The only other photo I have of the RGA shows men of the 87th company in 1911, but as they're wearing jumpers instead of jackets, and I don't see any stripes, it doesn't add anything to the discussion.
The overseas service chevrons won't appear in many photos as they were only in use for around five years. The notes at https://www.researchingww1.co.uk/overseas-service-chevrons explain: "They are also useful for dating photographs as they weren't authorised until December 1917 and were discontinued in 1922."
@Harry1, I haven't seen the the "four inverted chevrons topped by a crown" badge, but are its chevrons the same size as the stripes on the upper arms of B below? The inverted chevrons on D's forearm look much smaller, which made me think they're the overseas service chevrons that are mentioned above, and are also worn by B and C. See what you think:
Where was the photo taken?
Just a thought (and please be gentle if shooting me down!) but is it possible the photo was taken in the U.K.?
David. You can just see the crown on top of the inverted stripes. If you Google "WW1 rank badges" you will see the original badge.
re: Where was the photo taken?
Derek, as the sign in front of the men says "Hong Kong", and the 88th Company RGA stayed in Hong Kong into the 1920s, Hong Kong is the most likely location. Had you seen any other photos of them in the UK?
re: RQMS badge
Harry, thanks for the tip - that's a lot of badges!
The closest I got was four inverted chevrons topped by an eight-pointed star, see https://www.sofmilitary.co.uk/ww1-regimental-quatermaster-sergeants-ran…
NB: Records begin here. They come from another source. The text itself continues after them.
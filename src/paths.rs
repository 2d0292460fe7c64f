use std::path::PathBuf;
use std::sync::OnceLock;

static EXE_DIR: OnceLock<PathBuf> = OnceLock::new();

/// Returns the directory containing the executable.
pub fn get_exe_dir() -> &'static PathBuf {
    EXE_DIR.get_or_init(|| {
        std::env::current_exe()
            .ok()
            .and_then(|p| p.parent().map(|p| p.to_path_buf()))
            .unwrap_or_else(|| PathBuf::from("."))
    })
}

/// Returns the logs directory: `<exe_dir>/logs/`
pub fn get_logs_dir() -> PathBuf {
    get_exe_dir().join("logs")
}

/// Returns the debug directory for saved capture bands: `<exe_dir>/debug/`
pub fn get_debug_dir() -> PathBuf {
    get_exe_dir().join("debug")
}

/// Returns the config file path: `<exe_dir>/config.json`
pub fn get_config_path() -> PathBuf {
    get_exe_dir().join("config.json")
}

/// Ensures all output directories exist. Call at startup.
pub fn ensure_directories() -> std::io::Result<()> {
    std::fs::create_dir_all(get_logs_dir())?;
    std::fs::create_dir_all(get_debug_dir())?;
    Ok(())
}
pub mod engine;
pub mod preprocess;
pub mod setup;

pub use engine::{OcrEngine, OcrProgress, TesseractEngine};
pub use preprocess::{band_to_gray, binarize_in_place, crop_band, CaptureBand};
pub use setup::ensure_tesseract;

use image::{GrayImage, RgbaImage};

/// Canvas → OCR input: binarizes the canvas in place, then cuts out the
/// capture band as grayscale.
///
/// The canvas itself keeps the binarized pixels until the next frame replaces
/// it, so the operator sees what was sent to OCR.
pub fn prepare_band(canvas: &mut RgbaImage, threshold: u8, band_height_ratio: f32) -> GrayImage {
    binarize_in_place(canvas, threshold);
    let band = CaptureBand::for_canvas(canvas.width(), canvas.height(), band_height_ratio);
    band_to_gray(&crop_band(canvas, &band))
}
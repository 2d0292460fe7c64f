//! Plate Scanner
//!
//! A desktop application that reads vehicle license plates from a camera.
//! A horizontal band of each captured frame is binarized and sent to
//! Tesseract; the recognized lines are checked against the car and
//! motorcycle plate formats. Plates can also be typed in manually.
//!
//! Run without arguments for the scanning window, or with an image path to
//! recognize a single picture from the command line.

mod capture;
mod config;
mod gui;
mod ocr;
mod paths;
mod plate;
mod session;

use anyhow::{anyhow, Context, Result};
use chrono::Local;
use std::fs::OpenOptions;
use std::io::Write;
use std::path::Path;
use std::process::ExitCode;
use std::sync::Arc;
use std::time::Duration;

use config::AppConfig;
use ocr::{OcrEngine, TesseractEngine};
use session::{CaptureRequest, PlateSession, SessionSettings, NO_PLATE_MESSAGE};

/// Longest the command-line mode waits for Tesseract.
const ONE_SHOT_TIMEOUT: Duration = Duration::from_secs(120);

/// Logs a message to both console and log file with timestamp.
pub fn log(msg: &str) {
    let timestamp = Local::now().format("%H:%M:%S%.3f");
    let line = format!("[{}] {}\n", timestamp, msg);
    print!("{}", line);
    let log_path = paths::get_logs_dir().join("plate_scanner.log");
    if let Ok(mut file) = OpenOptions::new()
        .create(true)
        .append(true)
        .open(&log_path)
    {
        let _ = file.write_all(line.as_bytes());
    }
}

fn main() -> Result<ExitCode> {
    // Set up panic hook to log panics
    std::panic::set_hook(Box::new(|panic_info| {
        let msg = if let Some(s) = panic_info.payload().downcast_ref::<&str>() {
            s.to_string()
        } else if let Some(s) = panic_info.payload().downcast_ref::<String>() {
            s.clone()
        } else {
            "Unknown panic".to_string()
        };
        let location = if let Some(loc) = panic_info.location() {
            format!(" at {}:{}:{}", loc.file(), loc.line(), loc.column())
        } else {
            String::new()
        };
        log(&format!("[PANIC]{} {}", location, msg));
    }));

    // Ensure output directories exist
    paths::ensure_directories()?;

    config::init_config();
    let config = config::get_config();

    // OCR is optional: without it the window still accepts manual entry
    let engine = match build_engine(config) {
        Ok(engine) => Some(engine),
        Err(e) => {
            log(&format!("Warning: OCR unavailable: {:#}", e));
            log("Capture will not recognize plates; manual entry still works.");
            None
        }
    };

    if let Some(image_path) = std::env::args_os().nth(1) {
        let code = match recognize_file(Path::new(&image_path), config, engine)? {
            Ok(plate) => {
                println!("{}", plate);
                ExitCode::SUCCESS
            }
            Err(message) => {
                println!("{}", message);
                ExitCode::FAILURE
            }
        };
        return Ok(code);
    }

    log("Starting GUI application...");
    match gui::run_gui(config, engine) {
        Ok(()) => {
            log("GUI application exited normally");
            Ok(ExitCode::SUCCESS)
        }
        Err(e) => {
            log(&format!("GUI error: {}", e));
            Err(anyhow!("GUI error: {}", e))
        }
    }
}

/// Sets up Tesseract for the configured language.
fn build_engine(config: &AppConfig) -> Result<Arc<dyn OcrEngine>> {
    let paths = ocr::ensure_tesseract(&config.ocr_language)?;
    Ok(Arc::new(TesseractEngine::new(
        paths.executable,
        paths.tessdata,
        config.ocr_language.clone(),
        config.ocr_page_seg_mode,
    )))
}

/// Command-line mode: runs one capture on an image file.
///
/// Returns `Ok(plate)` for an accepted plate, or `Err(message)` with the
/// user-facing message when none was found.
fn recognize_file(
    path: &Path,
    config: &AppConfig,
    engine: Option<Arc<dyn OcrEngine>>,
) -> Result<std::result::Result<String, String>> {
    log(&format!("Recognizing {}", path.display()));

    let frame = image::open(path)
        .with_context(|| format!("Failed to open image {}", path.display()))?
        .to_rgba8();

    let mut session = PlateSession::new(SessionSettings::from_config(config), engine);
    session.draw_frame(frame);

    match session.request_capture() {
        CaptureRequest::Started { .. } => {
            session
                .wait_for_recognition(ONE_SHOT_TIMEOUT)
                .ok_or_else(|| anyhow!("OCR timed out after {:?}", ONE_SHOT_TIMEOUT))?;
        }
        // The no-plate message is already set
        CaptureRequest::NoEngine => {}
        other => return Err(anyhow!("Capture did not start: {:?}", other)),
    }

    Ok(match session.plates().last() {
        Some(record) => Ok(record.text.clone()),
        None => Err(session
            .error_message()
            .unwrap_or(NO_PLATE_MESSAGE)
            .to_string()),
    })
}
//! IronCore HD 主入口
//! 生成一个助记词，并为配置中的每条链派生钱包

use anyhow::{Context, Result};
use ironcore_hd::{
    config::{Config, ReportConfig},
    domain::{MultiChainWalletService, WalletReport},
    infrastructure::{
        log_redact::{redact_hex_string, redact_mnemonic, RedactedWallet, SensitiveRedact},
        logging::init_logging,
    },
};
use serde_json::json;

fn main() -> Result<()> {
    // 1. 加载环境变量
    dotenvy::dotenv().ok();

    // 2. 加载配置文件（如果存在CONFIG_PATH）
    let config_path = std::env::var("CONFIG_PATH").ok();
    let config = Config::from_env_and_file(config_path.as_deref())
        .context("Failed to load configuration")?;
    config.validate().context("Invalid configuration")?;

    // 3. 初始化日志
    init_logging(&config.logging).context("Failed to initialize logging")?;

    tracing::info!(
        chains = ?config.derivation.chains,
        address_index = config.derivation.address_index,
        "starting HD wallet derivation"
    );

    // 4. 派生（任一链失败即整体失败，不输出部分结果）
    let service = MultiChainWalletService::with_options(config.derivation.to_options());
    let report = service
        .create(&config.derivation.chains)
        .context("Wallet derivation failed")?;

    tracing::debug!(report = %report.redact(), "wallet report ready");

    // 5. 输出
    print_report(&report, &config.report)?;

    Ok(())
}

fn print_report(report: &WalletReport, config: &ReportConfig) -> Result<()> {
    if config.format == "json" {
        let document = if config.reveal_secrets {
            json!({
                "mnemonic": report.mnemonic.as_str(),
                "wallets": report.wallets,
            })
        } else {
            json!({
                "mnemonic": redact_mnemonic(report.mnemonic.as_str()),
                "wallets": report.wallets.iter().map(RedactedWallet::from).collect::<Vec<_>>(),
            })
        };
        println!("{}", serde_json::to_string_pretty(&document)?);
        return Ok(());
    }

    let mnemonic = if config.reveal_secrets {
        report.mnemonic.as_str().to_string()
    } else {
        redact_mnemonic(report.mnemonic.as_str())
    };
    println!("Mnemonic: {}", mnemonic);

    for wallet in &report.wallets {
        let private_key = if config.reveal_secrets {
            wallet.private_key.clone()
        } else {
            redact_hex_string(&wallet.private_key, 4)
        };

        println!();
        println!("[{}]", wallet.chain.config().name);
        println!("Derived Path: {}", wallet.derivation_path);
        println!("Private Key: {}", private_key);
        println!("Address: {}", wallet.address);
    }

    Ok(())
}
Here's an actual uniform, dated to pre-WW1 but useful as it shows how the inverted chevrons looked when worn: https://gmic.co.uk/topic/63855-wwi-british-field-artillery-uniform/
I note that the inverted chevrons on that old uniform were full size (ie the same size as a chevron worn by NCOs), and that they were worn on both arms. Looking back to our man in the 1919 photo, he's wearing a set of small inverted chevrons, and only wears them on his right arm:
So they still look to me to be a crown on each arm, which thanks to Ronald I now know means a Battery Sergeant Major, and one set of small inverted chevrons which record his overseas service. There's a photo of a man with the same set of badges titled "A Company Sergeant Major wearing the post - 1915 rank", about half way down the page at https://www.kaisersbunker.com/ceftp/ranks.htm
I found this website that
I found this website that says the 88th stayed in HK throughout the war to garrison Hong Kong so I guess it must have been taken there! Not sure of the reliability of the website though! https://www.greatwarforum.org/topic/80451-royal-garrison-artillery/
pinned on badges
an assumption, could this have been a badging ceremony. Promotions, awards etc and this is the official photo of the occasion?